# Jiffy Ice Auger with a 2 HP 49cc Tecumseh engine - will not start



## nyykk (Feb 7, 2010)

I have a Jiffy Ice Auger with a 2 HP 49cc Tecumseh engine, the engine will not start after I replaced the spark plug. It started once, but that is it. I also nitice there is gas sqirting out of the muffler. Could it just be flooded? Any suggestions? Prior to replacing the spark plug, the engine started without issues.


----------



## 30yearTech (Sep 14, 2006)

It could be the engine is just flooded. If the spark plug is not working, then of course if you pull the starter rope enough times with the choke on, eventually you will get some fuel out of the muffler. 

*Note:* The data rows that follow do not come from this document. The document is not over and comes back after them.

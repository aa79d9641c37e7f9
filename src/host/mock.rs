//! Mock capture host for testing without hardware or user interaction.

use std::sync::atomic::{AtomicU64, Ordering};
use std::sync::Arc;
use std::time::Duration;

use async_trait::async_trait;
use parking_lot::Mutex;
use ringbuf::traits::{Producer, Split};
use ringbuf::HeapRb;

use super::{
    CaptureHost, MediaStream, MediaTrack, StreamFormat, StreamRequest, TrackDriver, TrackKind,
    TrackState,
};
use crate::pipeline::CaptureBuffer;
use crate::sink::Sink;
use crate::CaptureError;

/// Default mock format, matching what display capture usually delivers.
const DEFAULT_SAMPLE_RATE: u32 = 48000;
const DEFAULT_CHANNELS: u16 = 2;

#[derive(Debug, Clone)]
enum Outcome {
    Grant,
    Fail(CaptureError),
}

#[derive(Default)]
struct MockState {
    requests: usize,
    last_stream: Option<MockStreamHandle>,
}

/// A capture host handing out synthetic streams.
///
/// Clones share state, so a test can keep one clone and inspect the streams
/// a manager acquired through another.
///
/// # Example
///
/// ```
/// use voice_tap::host::{CaptureHost, MockHost, StreamRequest};
///
/// # let rt = tokio::runtime::Builder::new_current_thread().enable_all().build().unwrap();
/// # rt.block_on(async {
/// let host = MockHost::new().with_format(16000, 1);
/// let stream = host.request_stream(StreamRequest::display_capture()).await.unwrap();
///
/// let handle = host.last_stream().unwrap();
/// handle.push_sine(440.0, 0.5, 100);
/// assert_eq!(handle.live_track_count(), 2);
///
/// drop(stream);
/// assert_eq!(handle.live_track_count(), 0);
/// # });
/// ```
#[derive(Clone)]
pub struct MockHost {
    format: StreamFormat,
    audio: bool,
    outcome: Outcome,
    acquire_delay: Duration,
    prefill: Vec<i16>,
    monitor: Option<Arc<dyn Sink>>,
    monitor_fails: bool,
    state: Arc<Mutex<MockState>>,
}

impl std::fmt::Debug for MockHost {
    fn fmt(&self, f: &mut std::fmt::Formatter<'_>) -> std::fmt::Result {
        f.debug_struct("MockHost")
            .field("format", &self.format)
            .field("audio", &self.audio)
            .field("outcome", &self.outcome)
            .field("acquire_delay", &self.acquire_delay)
            .finish_non_exhaustive()
    }
}

impl MockHost {
    /// Creates a host granting 48kHz stereo audio plus video.
    pub fn new() -> Self {
        Self {
            format: StreamFormat {
                sample_rate: DEFAULT_SAMPLE_RATE,
                channels: DEFAULT_CHANNELS,
            },
            audio: true,
            outcome: Outcome::Grant,
            acquire_delay: Duration::ZERO,
            prefill: Vec::new(),
            monitor: None,
            monitor_fails: false,
            state: Arc::new(Mutex::new(MockState::default())),
        }
    }

    /// Sets the format of the audio track.
    #[must_use]
    pub fn with_format(mut self, sample_rate: u32, channels: u16) -> Self {
        self.format = StreamFormat {
            sample_rate,
            channels,
        };
        self
    }

    /// Grants streams with a video track only, as when the user leaves
    /// "share audio" unticked.
    #[must_use]
    pub fn without_audio(mut self) -> Self {
        self.audio = false;
        self
    }

    /// Rejects every request as if the user cancelled the picker.
    #[must_use]
    pub fn deny_permission(self) -> Self {
        self.fail_with(CaptureError::PermissionDenied)
    }

    /// Rejects every request with `error`.
    #[must_use]
    pub fn fail_with(mut self, error: CaptureError) -> Self {
        self.outcome = Outcome::Fail(error);
        self
    }

    /// Waits this long before answering a request, like a user looking at
    /// the picker.
    #[must_use]
    pub fn with_acquire_delay(mut self, delay: Duration) -> Self {
        self.acquire_delay = delay;
        self
    }

    /// Queues interleaved samples into every new audio track.
    #[must_use]
    pub fn with_prefill(mut self, samples: Vec<i16>) -> Self {
        self.prefill = samples;
        self
    }

    /// Plays rendered audio into `sink` instead of discarding it.
    #[must_use]
    pub fn with_monitor<S: Sink + 'static>(mut self, sink: S) -> Self {
        self.monitor = Some(Arc::new(sink));
        self
    }

    /// Makes opening the monitor output fail.
    #[must_use]
    pub fn fail_monitor(mut self) -> Self {
        self.monitor_fails = true;
        self
    }

    /// Number of streams requested so far.
    pub fn request_count(&self) -> usize {
        self.state.lock().requests
    }

    /// Handle to the most recently granted stream.
    pub fn last_stream(&self) -> Option<MockStreamHandle> {
        self.state.lock().last_stream.clone()
    }
}

impl Default for MockHost {
    fn default() -> Self {
        Self::new()
    }
}

#[async_trait]
impl CaptureHost for MockHost {
    fn name(&self) -> &str {
        "mock"
    }

    async fn request_stream(&self, request: StreamRequest) -> Result<MediaStream, CaptureError> {
        self.state.lock().requests += 1;
        if !self.acquire_delay.is_zero() {
            tokio::time::sleep(self.acquire_delay).await;
        }
        if let Outcome::Fail(error) = &self.outcome {
            return Err(error.clone());
        }

        let mut tracks = Vec::new();
        let mut states = Vec::new();
        let mut feed = None;
        let released_on = Arc::new(Mutex::new(None));

        if request.video {
            let track = MediaTrack::video("mock screen");
            states.push((TrackKind::Video, track.state()));
            tracks.push(track);
        }
        if request.audio && self.audio {
            let capacity = request.buffer_capacity(self.format);
            let (mut producer, consumer) = HeapRb::<i16>::new(capacity).split();
            producer.push_slice(&self.prefill);
            let dropped = Arc::new(AtomicU64::new(0));

            let buffer = CaptureBuffer::new(consumer, self.format, dropped.clone());
            let track = MediaTrack::audio("mock audio", buffer).with_driver(Box::new(MockDriver {
                released_on: Arc::clone(&released_on),
            }));
            states.push((TrackKind::Audio, track.state()));
            tracks.push(track);
            feed = Some(Arc::new(Mutex::new(MockFeed {
                producer,
                dropped,
                phase: 0.0,
                seed: 12345,
            })));
        }

        self.state.lock().last_stream = Some(MockStreamHandle {
            format: self.format,
            feed,
            tracks: states,
            released_on,
        });
        Ok(MediaStream::new(tracks))
    }

    async fn open_monitor(&self, _format: StreamFormat) -> Result<Arc<dyn Sink>, CaptureError> {
        if self.monitor_fails {
            return Err(CaptureError::BackendError(
                "mock monitor unavailable".to_string(),
            ));
        }
        match &self.monitor {
            Some(sink) => Ok(Arc::clone(sink)),
            None => Ok(Arc::new(crate::sink::DiscardSink)),
        }
    }
}

/// Records which thread released the audio track.
struct MockDriver {
    released_on: Arc<Mutex<Option<String>>>,
}

impl TrackDriver for MockDriver {
    fn stop(&mut self) {
        let thread = std::thread::current();
        *self.released_on.lock() = Some(thread.name().unwrap_or("<unnamed>").to_string());
    }
}

struct MockFeed {
    producer: ringbuf::HeapProd<i16>,
    dropped: Arc<AtomicU64>,
    /// Sine phase carried across calls so consecutive tones join cleanly.
    phase: f64,
    seed: u32,
}

impl MockFeed {
    fn push(&mut self, samples: &[i16]) -> usize {
        let pushed = self.producer.push_slice(samples);
        if pushed < samples.len() {
            self.dropped
                .fetch_add((samples.len() - pushed) as u64, Ordering::Relaxed);
        }
        pushed
    }
}

/// Test-side handle to a stream granted by [`MockHost`].
///
/// Feeds the audio track and ends tracks out of band.
#[derive(Clone)]
pub struct MockStreamHandle {
    format: StreamFormat,
    feed: Option<Arc<Mutex<MockFeed>>>,
    tracks: Vec<(TrackKind, TrackState)>,
    released_on: Arc<Mutex<Option<String>>>,
}

impl std::fmt::Debug for MockStreamHandle {
    fn fmt(&self, f: &mut std::fmt::Formatter<'_>) -> std::fmt::Result {
        f.debug_struct("MockStreamHandle")
            .field("format", &self.format)
            .field("has_audio", &self.feed.is_some())
            .field("live_tracks", &self.live_track_count())
            .finish()
    }
}

impl MockStreamHandle {
    /// Format of the audio track.
    pub fn format(&self) -> StreamFormat {
        self.format
    }

    /// Returns `true` if the stream has an audio track.
    pub fn has_audio(&self) -> bool {
        self.feed.is_some()
    }

    /// Pushes interleaved samples. Returns how many fit in the buffer.
    pub fn push_samples(&self, samples: &[i16]) -> usize {
        match &self.feed {
            Some(feed) => feed.lock().push(samples),
            None => 0,
        }
    }

    /// Pushes silence for the given duration in milliseconds.
    pub fn push_silence(&self, duration_ms: u64) -> usize {
        let samples = vec![0i16; self.samples_for_duration(duration_ms)];
        self.push_samples(&samples)
    }

    /// Pushes a sine wave, the same on every channel.
    ///
    /// `amplitude` is relative to full scale.
    pub fn push_sine(&self, frequency: f64, amplitude: f64, duration_ms: u64) -> usize {
        let Some(feed) = &self.feed else {
            return 0;
        };
        let channels = usize::from(self.format.channels.max(1));
        let frames = self.samples_for_duration(duration_ms) / channels;
        let step = std::f64::consts::TAU * frequency / f64::from(self.format.sample_rate);

        let mut feed = feed.lock();
        let mut samples = Vec::with_capacity(frames * channels);
        for _ in 0..frames {
            let sample = (feed.phase.sin() * amplitude * 32767.0) as i16;
            feed.phase = (feed.phase + step) % std::f64::consts::TAU;
            samples.extend(std::iter::repeat(sample).take(channels));
        }
        feed.push(&samples)
    }

    /// Pushes deterministic white noise.
    pub fn push_noise(&self, amplitude: f64, duration_ms: u64) -> usize {
        let Some(feed) = &self.feed else {
            return 0;
        };
        let num_samples = self.samples_for_duration(duration_ms);
        let amplitude = (amplitude * 32767.0) as i16;

        let mut feed = feed.lock();
        let mut samples = Vec::with_capacity(num_samples);
        // Simple LCG for deterministic "random" noise
        for _ in 0..num_samples {
            feed.seed = feed.seed.wrapping_mul(1_103_515_245).wrapping_add(12345);
            let random = ((feed.seed >> 16) as i32 - 32768) as i16;
            samples.push((i32::from(random) * i32::from(amplitude) / 32767) as i16);
        }
        feed.push(&samples)
    }

    /// Ends the first live track of `kind`, as when sharing is revoked.
    ///
    /// Returns `true` if a track was ended.
    pub fn end_track(&self, kind: TrackKind) -> bool {
        self.tracks
            .iter()
            .filter(|(k, _)| *k == kind)
            .any(|(_, state)| state.end())
    }

    /// Ends every track.
    pub fn end_all(&self) {
        for (_, state) in &self.tracks {
            state.end();
        }
    }

    /// Name of the thread that released the audio track, once it has been.
    pub fn released_on_thread(&self) -> Option<String> {
        self.released_on.lock().clone()
    }

    /// Number of tracks still live.
    pub fn live_track_count(&self) -> usize {
        self.tracks.iter().filter(|(_, s)| s.is_live()).count()
    }

    fn samples_for_duration(&self, duration_ms: u64) -> usize {
        let frames = (u64::from(self.format.sample_rate) * duration_ms / 1000) as usize;
        frames * usize::from(self.format.channels)
    }
}

#[cfg(test)]
mod tests {
    use super::*;

    #[tokio::test]
    async fn test_grants_audio_and_video() {
        let host = MockHost::new();
        let stream = host
            .request_stream(StreamRequest::display_capture())
            .await
            .unwrap();
        assert!(stream.has_audio());
        assert_eq!(stream.tracks().len(), 2);
        assert_eq!(stream.audio_format().unwrap().sample_rate, 48000);
        assert_eq!(host.request_count(), 1);
    }

    #[tokio::test]
    async fn test_without_audio() {
        let host = MockHost::new().without_audio();
        let stream = host
            .request_stream(StreamRequest::display_capture())
            .await
            .unwrap();
        assert!(!stream.has_audio());
        assert!(!host.last_stream().unwrap().has_audio());
    }

    #[tokio::test]
    async fn test_deny_permission() {
        let host = MockHost::new().deny_permission();
        let result = host.request_stream(StreamRequest::display_capture()).await;
        assert_eq!(result.unwrap_err(), CaptureError::PermissionDenied);
        assert!(host.last_stream().is_none());
    }

    #[tokio::test]
    async fn test_pushed_audio_reaches_buffer() {
        let host = MockHost::new().with_format(16000, 1);
        let mut stream = host
            .request_stream(StreamRequest::display_capture())
            .await
            .unwrap();
        let handle = host.last_stream().unwrap();

        assert_eq!(handle.push_silence(100), 1600);
        assert_eq!(handle.push_sine(440.0, 1.0, 100), 1600);

        let input = stream.take_audio_input().unwrap();
        assert_eq!(input.available_frames(), 3200);
    }

    #[tokio::test]
    async fn test_sine_has_both_polarities() {
        let host = MockHost::new().with_format(16000, 1);
        let mut stream = host
            .request_stream(StreamRequest::display_capture())
            .await
            .unwrap();
        host.last_stream().unwrap().push_sine(440.0, 1.0, 10);

        let mut input = stream.take_audio_input().unwrap();
        let block = input.try_read_block(160, Duration::ZERO).unwrap();
        assert!(block.channels[0].iter().any(|&s| s > 0.5));
        assert!(block.channels[0].iter().any(|&s| s < -0.5));
    }

    #[tokio::test]
    async fn test_end_track_is_seen_by_stream() {
        let host = MockHost::new();
        let stream = host
            .request_stream(StreamRequest::display_capture())
            .await
            .unwrap();
        let handle = host.last_stream().unwrap();

        assert!(handle.end_track(TrackKind::Video));
        assert!(!handle.end_track(TrackKind::Video));
        assert_eq!(stream.live_track_count(), 1);
        assert_eq!(handle.live_track_count(), 1);
    }

    #[tokio::test]
    async fn test_overflow_is_counted() {
        let host = MockHost::new().with_format(8000, 1);
        let request = StreamRequest {
            buffer_duration: Duration::ZERO,
            ..StreamRequest::display_capture()
        };
        let mut stream = host.request_stream(request).await.unwrap();
        let handle = host.last_stream().unwrap();

        // Capacity is the 1024 frame minimum
        assert_eq!(handle.push_silence(1000), 1024);
        let input = stream.take_audio_input().unwrap();
        assert_eq!(input.take_dropped_frames(), 8000 - 1024);
    }

    #[tokio::test]
    async fn test_failing_monitor() {
        let host = MockHost::new().fail_monitor();
        let format = StreamFormat {
            sample_rate: 48000,
            channels: 2,
        };
        assert!(host.open_monitor(format).await.is_err());
    }
}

Check for spark, check the plug and make sure it's sparking and gaped properly.


----------



## nyykk (Feb 7, 2010)

How long do I need to wait if it is just flooded? I checked for a spark and it's fine. It's gaped at .030 as recommended.


----------



## 30yearTech (Sep 14, 2006)

You can just make sure the choke is not engaged and try starting without the choke, it will clear itself if there is not a problem with the carburetor causing the flooding.


----------



## nyykk (Feb 7, 2010)

ok .. well I waited about 2hrs and I tried it again with the chock in the cold start positiion, but still nothing.

The chock in the cold start position, is this what you meant by, starting without the choke?


----------



## 30yearTech (Sep 14, 2006)

No, I mean with the choke in the run (off) position.


----------



## nyykk (Feb 7, 2010)

it started after many pulls ... thanks so much for all your help!!


----------